Secondo l’accusa – sostenuta dal pm Stefano Luciani – La Barbera (allora a capo del gruppo) e i poliziotti oggi imputati, avrebbero costretto Scarantino a rendere false dichiarazioni. Per il pm ci sarebbero elementi che dimostrerebbero convergenze nella ideazione della strage di via D’Amelio tra i vertici e gli ambienti riferibili a Cosa nostra e ambienti esterni all’organizzazione mafiosa. Secondo Luciani, per comprendere il depistaggio è necessario il confronto tra le dichiarazioni rese da Scarantino e quelle successivamente rese da Gaspare Spatuzza, che sarebbero pressoché sovrapponibili, salvo la presenza di un individuo all’interno del garage di via Villasevaglios non conosciuto da Gaspare Spatuzza e dallo stesso individuato come possibile soggetto esterno all’associazione mafiosa, del quale Scarantino non ha mai parlato. Se Scarantino, così come emerso processualmente, era un ‘picciotto’ della Guadagna che nulla poteva sapere di importanti fatti di mafia come la strage di Via D’Amelio, chi lo mise nelle condizioni di rendere dichiarazioni sovrapponibili a quelle di un vero pentito di mafia come Spatuzza? Potevano i soli poliziotti oggi a processo – si chiede Ciminnisi – avere ‘imbeccato’ il falso pentito? Una vicenda per certi versi analoga a quella di altri discussi pentiti che precedentemente alle stragi nelle quali morirono i giudici Giovanni Falcone e Paolo Borsellino, hanno reso dichiarazioni in merito a fatti che non potevano essere di loro conoscenza, come nel caso di Vincenzo Calcara”.

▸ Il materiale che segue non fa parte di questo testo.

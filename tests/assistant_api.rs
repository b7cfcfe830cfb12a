#[macro_use]
mod common;

use std::sync::Arc;
use std::sync::atomic::{AtomicUsize, Ordering};
use std::time::Duration;

use actix_web::http::StatusCode;
use actix_web::test::TestRequest;
use async_trait::async_trait;
use hr_admin::assistant::{AssistantService, GenerationError, TextGenerator};
use hr_admin::store::memory::MemoryStore;
use serde_json::json;

use common::bearer;

struct Canned {
    calls: Arc<AtomicUsize>,
}

#[async_trait]
impl TextGenerator for Canned {
    async fn generate(&self, system_prompt: &str, _message: &str) -> Result<String, GenerationError> {
        self.calls.fetch_add(1, Ordering::SeqCst);
        assert_eq!(system_prompt, "Answer HR questions only.");
        Ok("Submit the request in the portal.".into())
    }
}

#[actix_web::test]
async fn chat_replies_and_caches() {
    let calls = Arc::new(AtomicUsize::new(0));
    let assistant = AssistantService::new(
        Some(Arc::new(Canned {
            calls: calls.clone(),
        })),
        "Answer HR questions only.",
        Duration::from_secs(60),
    );
    let app = init_app!(common::state_with(MemoryStore::new(), assistant));

    for _ in 0..2 {
        let (status, body) = send!(
            app,
            TestRequest::post()
                .uri("/api/assistant/chat")
                .insert_header(bearer("hr-admin"))
                .set_json(json!({ "message": "How do I request leave?" }))
        );
        assert_eq!(status, StatusCode::OK);
        assert_eq!(body["reply"], "Submit the request in the portal.");
    }
    assert_eq!(calls.load(Ordering::SeqCst), 1);
}

#[actix_web::test]
async fn empty_message_is_a_validation_error() {
    let app = init_app!(common::state(MemoryStore::new()));

    let (status, body) = send!(
        app,
        TestRequest::post()
            .uri("/api/assistant/chat")
            .insert_header(bearer("hr-admin"))
            .set_json(json!({ "message": "   " }))
    );
    assert_eq!(status, StatusCode::BAD_REQUEST);
    assert_eq!(body["details"][0]["field"], "message");
}

#[actix_web::test]
async fn unconfigured_assistant_is_unavailable() {
    let app = init_app!(common::state(MemoryStore::new()));

    let (status, _) = send!(
        app,
        TestRequest::post()
            .uri("/api/assistant/chat")
            .insert_header(bearer("hr-admin"))
            .set_json(json!({ "message": "hello" }))
    );
    assert_eq!(status, StatusCode::SERVICE_UNAVAILABLE);
}

#[actix_web::test]
async fn health_is_public() {
    let app = init_app!(common::state(MemoryStore::new()));
    let (status, body) = send!(app, TestRequest::get().uri("/health"));
    assert_eq!(status, StatusCode::OK);
    assert_eq!(body["status"], "ok");
}
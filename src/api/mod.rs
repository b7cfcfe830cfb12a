use actix_web::{HttpResponse, get};
use serde::Serialize;
use utoipa::ToSchema;

use crate::auth::Principal;
use crate::model::{employee::Employee, project::Project, salary::SalaryRecordView};
use crate::utils::pagination::PageMeta;

pub mod assistant;
pub mod employee;
pub mod project;
pub mod salary;
pub mod task;

/// Envelope of every list endpoint.
#[derive(Serialize, ToSchema)]
#[aliases(
    SalaryPage = Paginated<SalaryRecordView>,
    EmployeePage = Paginated<Employee>,
    ProjectPage = Paginated<Project>
)]
pub struct Paginated<T> {
    pub data: Vec<T>,
    pub pagination: PageMeta,
}

impl<T: Serialize> Paginated<T> {
    pub fn ok(data: Vec<T>, pagination: PageMeta) -> HttpResponse {
        HttpResponse::Ok().json(Paginated { data, pagination })
    }
}

#[utoipa::path(
    get,
    path = "/api/me",
    responses(
        (status = 200, body = Principal),
        (status = 401, body = crate::error::ErrorBody)
    ),
    security(("bearer_auth" = [])),
    tag = "Session"
)]
#[get("/me")]
pub async fn me(principal: Principal) -> HttpResponse {
    HttpResponse::Ok().json(principal)
}
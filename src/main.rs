//! `soldeploy` binary entry point.

use anyhow::Result;
use clap::Parser;
use solution_deployer::cli;
use solution_deployer::core::user_friendly_error;

#[tokio::main]
async fn main() -> Result<()> {
    let cli = cli::Cli::parse();

    // Set up colored output for Windows
    #[cfg(windows)]
    colored::control::set_virtual_terminal(true).ok();

    match cli.execute().await {
        Ok(()) => Ok(()),
        Err(e) => {
            user_friendly_error(e).display();
            std::process::exit(1);
        }
    }
}
//! Solution Deployer
//!
//! Instantiates a *Solution* (a graph of templated portal items) into a target
//! organization. Every item is created in dependency order, `{{...}}` placeholders in
//! its content are filled from a substitution dictionary that grows as items are
//! created, and a new Solution item records where everything ended up.
//!
//! # Architecture Overview
//!
//! A deployment fetches the source Solution, validates its dependency graph, creates
//! a destination folder and an empty Solution item, then creates the contained items
//! with bounded concurrency. Items that reference each other in a cycle are created
//! first and patched once all of them exist.
//!
//! # Core Modules
//!
//! - [`deployer`] - Deployment orchestration, progress, folders and cancellation
//! - [`templating`] - Placeholder grammar, transforms and the substitution dictionary
//! - [`resolver`] - Dependency graph, cycle detection and creation scheduling
//! - [`processors`] - Per-kind dependency extraction and reference rewriting
//! - [`portal`] - The [`Portal`](portal::Portal) seam with REST and in-memory backends
//! - [`core`] - Item and Solution types, errors
//!
//! ## Supporting Modules
//! - [`cli`] - The `soldeploy` command line
//! - [`config`] - User-wide configuration (`~/.soldeploy/config.toml`)
//! - [`utils`] - Terminal progress display
//!
//! # Solution Data
//!
//! ```json
//! {
//!   "templates": [
//!     {
//!       "itemId": "a1",
//!       "type": "Feature Service",
//!       "dependencies": [],
//!       "estimatedDeploymentCostFactor": 3,
//!       "item": { "title": "Hydrants" }
//!     },
//!     {
//!       "itemId": "b2",
//!       "type": "Web Map",
//!       "dependencies": ["a1"],
//!       "item": { "title": "Hydrant Map ({{params.region}})" },
//!       "data": { "operationalLayers": [{ "url": "{{a1.layer0.url}}" }] }
//!     }
//!   ],
//!   "params": { "region": "north" }
//! }
//! ```
//!
//! # Command-Line Usage
//!
//! ```bash
//! soldeploy deploy 6f2a0c1e --title "Hydrants" --param region=south
//! soldeploy plan 6f2a0c1e
//! ```

pub mod cli;
pub mod config;
pub mod core;
pub mod deployer;
pub mod portal;
pub mod processors;
pub mod resolver;
pub mod templating;
pub mod utils;

#[cfg(any(test, feature = "test-utils"))]
pub mod test_utils;
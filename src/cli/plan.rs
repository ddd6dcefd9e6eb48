//! `soldeploy plan`: show how a Solution would be deployed.

use anyhow::{Context, Result};
use clap::Args;
use colored::Colorize;
use std::path::PathBuf;

use super::{CliConfig, PortalSession};
use crate::core::SolutionData;
use crate::deployer::estimate_deployment_cost;
use crate::resolver::DependencyGraph;
use crate::utils::DeployProgressBar;

#[derive(Args, Debug)]
pub struct PlanCommand {
    /// Id of the Solution item to inspect.
    #[arg(value_name = "SOLUTION_ID")]
    solution_id: String,

    /// Read from a portal snapshot file instead of a live portal.
    #[arg(long, value_name = "PATH")]
    portal_file: Option<PathBuf>,
}

impl PlanCommand {
    pub async fn execute(self, cli: &CliConfig) -> Result<()> {
        let config = cli.load_deployer_config().await?;
        let session = PortalSession::open(self.portal_file.as_deref(), &config).await?;
        let portal = session.portal();

        let spinner = DeployProgressBar::spinner("Connecting", !cli.no_progress);
        spinner.set_message(format!("Fetching solution {}", self.solution_id));
        let data = portal
            .fetch_item_data(&self.solution_id)
            .await
            .with_context(|| format!("Failed to fetch data of solution {}", self.solution_id));
        spinner.finish_and_clear();
        let data = data?;
        let solution: SolutionData = serde_json::from_value(data)
            .with_context(|| format!("Solution {} has malformed data", self.solution_id))?;

        let graph = DependencyGraph::from_templates(&solution.templates)?;
        graph.detect_cycles()?;
        let waves = graph.creation_waves()?;

        println!(
            "{} {} ({} items, cost {})",
            "Solution".bold(),
            self.solution_id,
            solution.templates.len(),
            estimate_deployment_cost(&solution.templates)
        );
        for (number, wave) in waves.iter().enumerate() {
            println!("{} {}", format!("Wave {}:", number + 1).cyan(), wave.join(", "));
        }

        let circular: Vec<_> =
            solution.templates.iter().filter(|t| t.has_circular_dependencies()).collect();
        if !circular.is_empty() {
            println!("{}", "Patched after creation:".yellow());
            for template in circular {
                println!("  {} -> {}", template.item_id, template.circular_dependencies.join(", "));
            }
        }
        Ok(())
    }
}
//! Random acyclic Solutions deploy in dependency order.

use proptest::prelude::*;
use solution_deployer::core::ItemTemplate;
use solution_deployer::deployer::{DeployOptions, deploy_solution};
use solution_deployer::portal::PortalEvent;
use solution_deployer::resolver::DependencyGraph;
use solution_deployer::test_utils::{SolutionFixture, recording_progress, template};

/// Templates where item `i` may depend on any item `j < i`, listed in reverse so
/// declaration order never matches creation order by accident.
fn random_dag() -> impl Strategy<Value = Vec<ItemTemplate>> {
    (1usize..10)
        .prop_flat_map(|n| {
            let edges = proptest::collection::vec(proptest::collection::vec(any::<bool>(), n), n);
            let costs = proptest::collection::vec(1u8..20, n);
            (Just(n), edges, costs)
        })
        .prop_map(|(n, edges, costs)| {
            let mut templates: Vec<ItemTemplate> = (0..n)
                .map(|i| {
                    let deps: Vec<String> =
                        (0..i).filter(|&j| edges[i][j]).map(|j| format!("item{j}")).collect();
                    let deps: Vec<&str> = deps.iter().map(String::as_str).collect();
                    let mut item = template(&format!("item{i}"), "Web Map", &deps);
                    item.estimated_cost = f64::from(costs[i]);
                    item
                })
                .collect();
            templates.reverse();
            templates
        })
}

proptest! {
    #![proptest_config(ProptestConfig {
        cases: 48,
        .. ProptestConfig::default()
    })]

    /// PROPERTY: creation waves place every item after all of its dependencies.
    #[test]
    fn property_waves_respect_dependencies(templates in random_dag()) {
        let graph = DependencyGraph::from_templates(&templates).unwrap();
        let waves = graph.creation_waves().unwrap();
        let wave_of = |id: &str| waves.iter().position(|wave| wave.iter().any(|w| w == id)).unwrap();

        prop_assert_eq!(waves.iter().map(Vec::len).sum::<usize>(), templates.len());
        for template in &templates {
            for dep in &template.dependencies {
                prop_assert!(wave_of(dep) < wave_of(&template.item_id));
            }
        }
    }

    /// PROPERTY: a deployment creates every item once, after its dependencies, and
    /// reports monotonic progress ending at 100.
    #[test]
    fn property_deployment_order_and_progress(
        templates in random_dag(),
        max_concurrency in 1usize..5,
    ) {
        let runtime = tokio::runtime::Builder::new_current_thread().enable_all().build().unwrap();
        let mut fixture = SolutionFixture::new("sol", "Random");
        for template in &templates {
            fixture = fixture.with_template(template.clone());
        }
        let portal = fixture.build();
        let (callback, values) = recording_progress();
        let options = DeployOptions {
            progress_callback: Some(callback),
            max_concurrency,
            ..DeployOptions::default()
        };

        let deployed = runtime.block_on(deploy_solution(&portal, "sol", options)).unwrap();
        prop_assert_eq!(deployed.id_map.len(), templates.len());

        let created: Vec<String> = portal
            .events()
            .into_iter()
            .filter_map(|event| match event {
                PortalEvent::ItemCreated { title, .. } if title != "Random" => Some(title),
                _ => None,
            })
            .collect();
        prop_assert_eq!(created.len(), templates.len());
        let position = |id: &str| created.iter().position(|c| c == id).unwrap();
        for template in &templates {
            for dep in &template.dependencies {
                prop_assert!(position(dep) < position(&template.item_id));
            }
        }

        let values = values.lock().unwrap().clone();
        prop_assert!(values.windows(2).all(|pair| pair[0] <= pair[1]));
        prop_assert_eq!(values.last().copied(), Some(100.0));
        // Items share 95 points between the solution item (3) and completion.
        let after_items = values[values.len() - 2];
        prop_assert!((after_items - 98.0).abs() < 1e-6, "{:?}", values);
    }
}
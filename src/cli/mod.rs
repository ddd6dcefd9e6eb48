//! Command-line interface for `soldeploy`.
//!
//! # Available Commands
//!
//! - `deploy` - Deploy a Solution item into the configured portal
//! - `plan` - Show the order in which a Solution's items would be created
//! - `templatize` - Convert an item's JSON into a reusable template
//!
//! # Examples
//!
//! ```bash
//! # Deploy into the portal named in ~/.soldeploy/config.toml
//! soldeploy deploy 6f2a0c1e --title "Water Utility" --param region=north
//!
//! # Work against a local portal snapshot instead of a live portal
//! soldeploy --no-progress deploy 6f2a0c1e --portal-file ./portal.json
//!
//! # Inspect creation waves
//! soldeploy plan 6f2a0c1e --portal-file ./portal.json
//! ```
//!
//! # Global Options
//!
//! | Flag | Effect |
//! |------|--------|
//! | `-v, --verbose` | debug logging |
//! | `-q, --quiet` | no logging, errors only |
//! | `-c, --config <PATH>` | alternative config file |
//! | `--no-progress` | no progress bars |

mod deploy;
mod plan;
mod session;
mod templatize;


use anyhow::Result;
use clap::{Parser, Subcommand};
use std::path::PathBuf;
use tracing_subscriber::EnvFilter;

use crate::config::DeployerConfig;

pub use session::PortalSession;

/// Target used when `RUST_LOG` is not set.
const LOG_TARGET: &str = "solution_deployer";

/// Runtime settings derived from the global flags.
///
/// Commands receive this instead of reading process-wide environment, so tests can
/// drive them directly.
#[derive(Debug, Clone, Default)]
pub struct CliConfig {
    /// Log level for the crate's own events. `None` disables logging.
    pub log_level: Option<String>,
    pub no_progress: bool,
    pub config_path: Option<PathBuf>,
}

impl CliConfig {
    #[must_use]
    pub fn new() -> Self {
        Self::default()
    }

    /// Load the deployer configuration this run points at.
    pub async fn load_deployer_config(&self) -> Result<DeployerConfig> {
        DeployerConfig::load_with_optional(self.config_path.clone()).await
    }

    /// Install the global tracing subscriber. `RUST_LOG` wins over the flags.
    ///
    /// Logs go to stderr so command output on stdout stays parseable.
    pub fn init_logging(&self) {
        let filter = match EnvFilter::try_from_default_env() {
            Ok(filter) => filter,
            Err(_) => match &self.log_level {
                Some(level) => EnvFilter::new(format!("{LOG_TARGET}={level}")),
                None => return,
            },
        };

        // A subscriber may already be installed when running under a test harness.
        let _ = tracing_subscriber::fmt()
            .with_env_filter(filter)
            .with_target(false)
            .with_writer(std::io::stderr)
            .try_init();
    }
}

/// Deploy templated portal Solutions.
#[derive(Parser)]
#[command(
    name = "soldeploy",
    about = "Deploy portal Solutions into an organization",
    version,
    long_about = "soldeploy instantiates a Solution (a graph of templated portal items) \
                  into a target organization, creating every item in dependency order."
)]
pub struct Cli {
    #[command(subcommand)]
    command: Commands,

    /// Enable debug logging.
    #[arg(short, long, global = true)]
    verbose: bool,

    /// Suppress all logging; errors are still printed.
    #[arg(short, long, global = true, conflicts_with = "verbose")]
    quiet: bool,

    /// Path to the configuration file (default `~/.soldeploy/config.toml`).
    #[arg(short, long, global = true)]
    config: Option<PathBuf>,

    /// Disable progress bars.
    #[arg(long, global = true)]
    no_progress: bool,
}

#[derive(Subcommand)]
enum Commands {
    /// Deploy a Solution item into the target portal.
    Deploy(deploy::DeployCommand),

    /// Show the creation order of a Solution's items without creating anything.
    Plan(plan::PlanCommand),

    /// Convert an item JSON file into a template.
    Templatize(templatize::TemplatizeCommand),
}

impl Cli {
    pub async fn execute(self) -> Result<()> {
        let config = self.build_config();
        self.execute_with_config(config).await
    }

    #[must_use]
    pub fn build_config(&self) -> CliConfig {
        let log_level = if self.verbose {
            Some("debug".to_string())
        } else if self.quiet {
            None
        } else {
            Some("info".to_string())
        };

        CliConfig {
            log_level,
            no_progress: self.no_progress,
            config_path: self.config.clone(),
        }
    }

    pub async fn execute_with_config(self, config: CliConfig) -> Result<()> {
        config.init_logging();

        match self.command {
            Commands::Deploy(cmd) => cmd.execute(&config).await,
            Commands::Plan(cmd) => cmd.execute(&config).await,
            Commands::Templatize(cmd) => cmd.execute(&config).await,
        }
    }
}
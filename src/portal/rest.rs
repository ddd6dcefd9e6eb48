//! [`Portal`] over the ArcGIS `sharing/rest` API.
//!
//! Requests carry `f=json` and, when configured, a `token` parameter. The API
//! reports most failures with HTTP 200 and an `{"error": {...}}` body, so every
//! response goes through [`check_response`] before it is decoded.

use anyhow::{Context, Result, anyhow, bail};
use futures::FutureExt;
use reqwest::Client;
use serde::de::DeserializeOwned;
use serde_json::{Value, json};
use std::time::Duration;
use tokio::sync::OnceCell;
use tracing::debug;
use url::Url;

use super::{
    CreatedItem, Extent, Folder, FolderCreation, Portal, PortalDescriptor, PortalFuture,
    ServiceInfo, SpatialReference, User,
};
use crate::core::{ItemMetadata, ItemPayload};

const DEFAULT_TIMEOUT: Duration = Duration::from_secs(60);

/// Where to connect and how to authenticate.
#[derive(Debug, Clone, PartialEq, Eq)]
pub struct Credentials {
    pub portal_url: String,
    pub token: Option<String>,
}

impl Credentials {
    /// Validates the URL and drops any trailing slash.
    pub fn new(portal_url: &str, token: Option<String>) -> Result<Self> {
        let parsed =
            Url::parse(portal_url).with_context(|| format!("Invalid portal URL: {portal_url}"))?;
        if !matches!(parsed.scheme(), "http" | "https") {
            bail!("Portal URL must use http or https: {portal_url}");
        }
        Ok(Self {
            portal_url: portal_url.trim_end_matches('/').to_string(),
            token: token.filter(|t| !t.is_empty()),
        })
    }
}

pub struct RestPortal {
    client: Client,
    credentials: Credentials,
    username: OnceCell<String>,
}

impl RestPortal {
    pub fn new(credentials: Credentials) -> Result<Self> {
        Self::with_timeout(credentials, DEFAULT_TIMEOUT)
    }

    pub fn with_timeout(credentials: Credentials, timeout: Duration) -> Result<Self> {
        let client = Client::builder()
            .timeout(timeout)
            .user_agent(concat!("soldeploy/", env!("CARGO_PKG_VERSION")))
            .build()
            .context("Failed to build HTTP client")?;
        Ok(Self {
            client,
            credentials,
            username: OnceCell::new(),
        })
    }

    fn sharing_url(&self, path: &str) -> String {
        format!("{}/sharing/rest/{path}", self.credentials.portal_url)
    }

    fn auth_params(&self) -> Vec<(String, String)> {
        let mut params = vec![("f".to_string(), "json".to_string())];
        if let Some(token) = &self.credentials.token {
            params.push(("token".to_string(), token.clone()));
        }
        params
    }

    async fn get_json(&self, url: &str, query: &[(&str, String)]) -> Result<Value> {
        debug!("GET {}", url);
        let response = self
            .client
            .get(url)
            .query(&self.auth_params())
            .query(query)
            .send()
            .await
            .with_context(|| format!("Request to {url} failed"))?
            .error_for_status()
            .with_context(|| format!("Request to {url} failed"))?;
        let body: Value =
            response.json().await.with_context(|| format!("Invalid JSON from {url}"))?;
        check_response(body)
    }

    async fn post_form(&self, url: &str, form: Vec<(String, String)>) -> Result<Value> {
        debug!("POST {}", url);
        let mut fields = self.auth_params();
        fields.extend(form);
        let response = self
            .client
            .post(url)
            .form(&fields)
            .send()
            .await
            .with_context(|| format!("Request to {url} failed"))?
            .error_for_status()
            .with_context(|| format!("Request to {url} failed"))?;
        response.json().await.with_context(|| format!("Invalid JSON from {url}"))
    }

    async fn get_typed<T: DeserializeOwned>(&self, path: &str) -> Result<T> {
        let body = self.get_json(&self.sharing_url(path), &[]).await?;
        serde_json::from_value(body).with_context(|| format!("Unexpected response from {path}"))
    }

    async fn username(&self) -> Result<&str> {
        self.username
            .get_or_try_init(|| async { self.fetch_user().await.map(|user| user.username) })
            .await
            .map(String::as_str)
    }

    async fn fetch_user(&self) -> Result<User> {
        self.get_typed("community/self").await
    }

    fn user_content_url(&self, username: &str, folder_id: &str, operation: &str) -> String {
        if folder_id.is_empty() {
            self.sharing_url(&format!("content/users/{username}/{operation}"))
        } else {
            self.sharing_url(&format!("content/users/{username}/{folder_id}/{operation}"))
        }
    }
}

/// Turn an `{"error": ...}` body into an error.
fn check_response(body: Value) -> Result<Value> {
    if let Some(error) = body.get("error") {
        let code = error.get("code").and_then(Value::as_i64).unwrap_or_default();
        let message = error.get("message").and_then(Value::as_str).unwrap_or("unknown error");
        let details = error
            .get("details")
            .and_then(Value::as_array)
            .map(|details| {
                details.iter().filter_map(Value::as_str).collect::<Vec<_>>().join("; ")
            })
            .unwrap_or_default();
        if details.is_empty() {
            bail!("Portal error {code}: {message}");
        }
        bail!("Portal error {code}: {message} ({details})");
    }
    Ok(body)
}

/// Flatten item metadata and data into `addItem`/`update` form fields.
///
/// Strings are sent as-is, string arrays comma separated, everything else as JSON.
/// The item data goes in `text`.
fn item_form(payload: &ItemPayload) -> Vec<(String, String)> {
    let mut form = Vec::new();
    if let Value::Object(item) = &payload.item {
        for (key, value) in item {
            let encoded = match value {
                Value::Null => continue,
                Value::String(text) => text.clone(),
                Value::Array(values) if values.iter().all(Value::is_string) => values
                    .iter()
                    .filter_map(Value::as_str)
                    .collect::<Vec<_>>()
                    .join(","),
                other => other.to_string(),
            };
            form.push((key.clone(), encoded));
        }
    }
    if !payload.data.is_null() {
        form.push(("text".to_string(), payload.data.to_string()));
    }
    form
}

fn success_id(body: &Value, what: &str) -> Result<String> {
    if body.get("success").and_then(Value::as_bool) == Some(false) {
        bail!("Portal refused to {what}");
    }
    body.get("id")
        .and_then(Value::as_str)
        .map(str::to_string)
        .ok_or_else(|| anyhow!("Portal response to {what} has no id"))
}

impl Portal for RestPortal {
    fn portal_url(&self) -> &str {
        &self.credentials.portal_url
    }

    fn fetch_item_base<'a>(&'a self, id: &'a str) -> PortalFuture<'a, ItemMetadata> {
        async move { self.get_typed(&format!("content/items/{id}")).await }.boxed()
    }

    fn fetch_item_data<'a>(&'a self, id: &'a str) -> PortalFuture<'a, Value> {
        async move { self.get_json(&self.sharing_url(&format!("content/items/{id}/data")), &[]).await }
            .boxed()
    }

    fn fetch_portal_descriptor(&self) -> PortalFuture<'_, PortalDescriptor> {
        self.get_typed("portals/self").boxed()
    }

    fn fetch_current_user(&self) -> PortalFuture<'_, User> {
        self.fetch_user().boxed()
    }

    fn fetch_user_folders(&self) -> PortalFuture<'_, Vec<Folder>> {
        async move {
            let username = self.username().await?;
            let body = self.get_json(&self.sharing_url(&format!("content/users/{username}")), &[]).await?;
            let folders = body.get("folders").cloned().unwrap_or_else(|| json!([]));
            serde_json::from_value(folders).context("Unexpected folder listing")
        }
        .boxed()
    }

    fn create_folder<'a>(&'a self, title: &'a str) -> PortalFuture<'a, FolderCreation> {
        async move {
            let username = self.username().await?;
            let url = self.sharing_url(&format!("content/users/{username}/createFolder"));
            let body = self.post_form(&url, vec![("title".to_string(), title.to_string())]).await?;

            // A duplicate title is reported as "Folder title '<t>' not available".
            let taken = body
                .get("error")
                .and_then(|error| error.get("message"))
                .and_then(Value::as_str)
                .is_some_and(|message| message.contains("not available"));
            if taken {
                return Ok(FolderCreation::TitleTaken);
            }

            let body = check_response(body)?;
            let folder = body.get("folder").cloned().ok_or_else(|| anyhow!("No folder in response"))?;
            Ok(FolderCreation::Created(
                serde_json::from_value(folder).context("Unexpected folder in response")?,
            ))
        }
        .boxed()
    }

    fn reproject_extent<'a>(
        &'a self,
        extent: &'a Extent,
        out_wkid: u32,
        geometry_service_url: &'a str,
    ) -> PortalFuture<'a, Extent> {
        async move {
            let in_sr = extent.wkid().ok_or_else(|| anyhow!("Extent has no spatial reference"))?;
            let geometries = json!({
                "geometryType": "esriGeometryEnvelope",
                "geometries": [{
                    "xmin": extent.xmin, "ymin": extent.ymin,
                    "xmax": extent.xmax, "ymax": extent.ymax,
                }],
            });
            let url = format!("{}/project", geometry_service_url.trim_end_matches('/'));
            let body = self
                .get_json(
                    &url,
                    &[
                        ("inSR", in_sr.to_string()),
                        ("outSR", out_wkid.to_string()),
                        ("geometries", geometries.to_string()),
                    ],
                )
                .await?;
            let projected = body
                .get("geometries")
                .and_then(|g| g.get(0))
                .cloned()
                .ok_or_else(|| anyhow!("Projection returned no geometry"))?;
            let mut extent: Extent =
                serde_json::from_value(projected).context("Unexpected projected geometry")?;
            extent.spatial_reference = Some(SpatialReference::wkid(out_wkid));
            Ok(extent)
        }
        .boxed()
    }

    fn create_item<'a>(
        &'a self,
        payload: &'a ItemPayload,
        folder_id: &'a str,
    ) -> PortalFuture<'a, CreatedItem> {
        async move {
            let username = self.username().await?;
            let url = self.user_content_url(username, folder_id, "addItem");
            let body = check_response(self.post_form(&url, item_form(payload)).await?)?;
            let id = success_id(&body, "add the item")?;
            let url = payload.item.get("url").and_then(Value::as_str).map(str::to_string);
            Ok(CreatedItem {
                id,
                url,
            })
        }
        .boxed()
    }

    fn update_item<'a>(
        &'a self,
        id: &'a str,
        payload: &'a ItemPayload,
        folder_id: &'a str,
    ) -> PortalFuture<'a, ()> {
        async move {
            let username = self.username().await?;
            let url = self.user_content_url(username, folder_id, &format!("items/{id}/update"));
            let body = check_response(self.post_form(&url, item_form(payload)).await?)?;
            success_id(&body, "update the item")?;
            Ok(())
        }
        .boxed()
    }

    fn lookup_service_info<'a>(&'a self, url: &'a str) -> PortalFuture<'a, ServiceInfo> {
        async move {
            let body = self.get_json(url, &[]).await?;
            serde_json::from_value(body).with_context(|| format!("Unexpected service info from {url}"))
        }
        .boxed()
    }

    fn check_is_administrator<'a>(&'a self, item_id: &'a str) -> PortalFuture<'a, bool> {
        async move {
            let body = self.get_json(&self.sharing_url(&format!("content/items/{item_id}")), &[]).await?;
            Ok(body.get("itemControl").and_then(Value::as_str) == Some("admin"))
        }
        .boxed()
    }
}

“Nel corso di un recente processo per diffamazione tenutosi ad Agrigento che vedeva l’ex collaborante parte offesa, essendo stato definito ‘falso pentito’ – terminato con l’assoluzione dell’imputato – a gettare il sasso nello stagno è stata la testimonianza del giudice Massimo Russo. Russo, che ben conosce le vicende di mafia del trapanese, nel ribadire che Calcara non fu mai un appartenente a ‘Cosa nostra’, nel corso della sua deposizione aggiunge che ‘però diceva delle cose, come dire, intriganti. Per esempio parla dell’attentato a Borsellino, anticipando di 8 mesi quello che sarebbe accaduto. A un certo punto fa riferimento al notaio Albano. Un soggetto che, per come abbiamo ricostruito successivamente, era certamente fuori dalle dimensioni relazionali del Calcara. Nel ‘93/94 si pente Brusca e ci racconta del notaio Albano che, credo su richiesta di Andreotti, portò il piatto d’argento o a Nino o a Ignazio Salvo, in occasione del matrimonio della figlia. E questa circostanza certo non mi sfuggì: ma come faceva Calcara a parlare del notaio Albano, come faceva a parlare del notaio Albano due anni prima?’ Due pentiti – Scarantino e Calcara – che parlano di cose al di fuori della loro portata, utili però a indirizzare indagini su false piste, prima e dopo le stragi. Cui prodest? Un depistaggio mai interrotto – continua Ciminnisi – facendo riferimento a quanto affermato dal pm Luciani rispetto le dichiarazioni rese dal collaboratore di giustizia Maurizio Avola. A gettare oscure ombre sull’operato di alcuni ‘pentiti’, il fatto che nonostante non siano stati gestiti dagli stessi appartenenti alle forze dell’ordine, le loro storie presentano inquietanti analogie. Non uno ‘scassapagliaro’ – parafrasando quanto affermato dal pm Luciani riferito a Scarantino – ma forse di più, considerato il numero dei falsi pentiti dei primi anni ’90, di modestissimo spessore criminale, trasformati in ‘uomini d’onore’ a conoscenza dei più reconditi fatti di ‘Cosa nostra’”.

“Forse – conclude Giuseppe Ciminnisi – come affermato dal giudice Russo nel corso del processo ad Agrigento, bisognerebbe ripartire da prima delle stragi; quantomeno da quel 1991 quando ‘a Castelvetrano si tengono le riunioni che metteranno in fibrillazione il nostro paese nel ’92 e ’93. Bisognerebbe forse ricominciare da lì per comprendere. Cominciare dalle notizie sull’attentato a Borsellino…’“.